Department of Bioinformatics, University of Texas Southwestern Medical Center at Dallas, Dallas, TX 75390, USA.
Molecular Life Sciences Graduate School, ETH and University of Zürich, 8057 Zurich, Switzerland.
Department of Molecular Life Sciences, University of Zürich, 8057 Zurich, Switzerland


Transport of large cargo through the cytoplasm requires motor proteins and polarized filaments. Viruses that replicate in the nucleus of post-mitotic cells use microtubules and the dynein-dynactin motor to traffic to the nuclear membrane and deliver their genome through nuclear pore complexes (NPCs) into the nucleus. How virus particles (virions) or cellular cargo are transferred from microtubules to the NPC is unknown. Here, we analyzed trafficking of incoming cytoplasmic adenoviruses by single-particle tracking and super-resolution microscopy. We provide evidence for a regulatory role of CRM1 (chromosome-region-maintenance-1; also known as XPO1, exportin-1) in juxta-nuclear microtubule-dependent adenovirus transport.

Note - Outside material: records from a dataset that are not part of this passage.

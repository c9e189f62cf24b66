//! OAuth 2.0 authorization code + PKCE client library
//!
//! Provides PKCE generation, authorization URL construction, token
//! exchange/refresh, metadata discovery, and pluggable token storage for
//! clients of the IntelligenceBank OAuth bridge. The crate does no request
//! dispatch of its own; `ib-client` builds the authenticated dispatcher on
//! top of it.
//!
//! Authorization flow:
//! 1. Caller builds an `OAuthConfig` (client id, redirect URI, server base URL)
//! 2. `authorize::build_auth_url()` generates `state` and a PKCE pair, stores
//!    the verifier, and returns the URL to send the user to
//! 3. The server redirects back with `code` and `state`; the caller checks `state`
//! 4. `token::exchange_code()` trades the code (plus stored verifier) for tokens
//! 5. Tokens are persisted through a `storage::TokenStorage` backend
//! 6. `token::refresh_tokens()` replaces them when the access token is rejected

pub mod authorize;
pub mod config;
pub mod constants;
pub mod discovery;
pub mod error;
pub mod pkce;
pub mod storage;
pub mod token;

pub use authorize::{AuthUrlOptions, AuthorizationUrl, authorization_url, build_auth_url};
pub use config::{OAuthConfig, TokenRequestFormat};
pub use constants::*;
pub use discovery::{AuthorizationServerMetadata, discover};
pub use error::{Error, Result};
pub use pkce::{PkcePair, compute_challenge, generate_state, generate_verifier, is_valid_verifier};
pub use storage::{FileStorage, MemoryStorage, SqliteStorage, TokenStorage, now_millis};
pub use token::{OAuthErrorResponse, TokenSet, exchange_code, refresh_tokens};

Leptomycin B (LMB) abolishes nuclear targeting of adenovirus. It binds to CRM1, precludes CRM1-cargo binding and blocks signal-dependent nuclear export. LMB-inhibited CRM1 did not compete with adenovirus for binding to the nucleoporin Nup214 at the NPC. Instead, CRM1 inhibition selectively enhanced virion association with microtubules, and boosted virion motions on microtubules less than ∼2 µm from the nuclear membrane. The data show that the nucleus provides positional information for incoming virions to detach from microtubules, engage a slower microtubule-independent motility to the NPC and enhance infection.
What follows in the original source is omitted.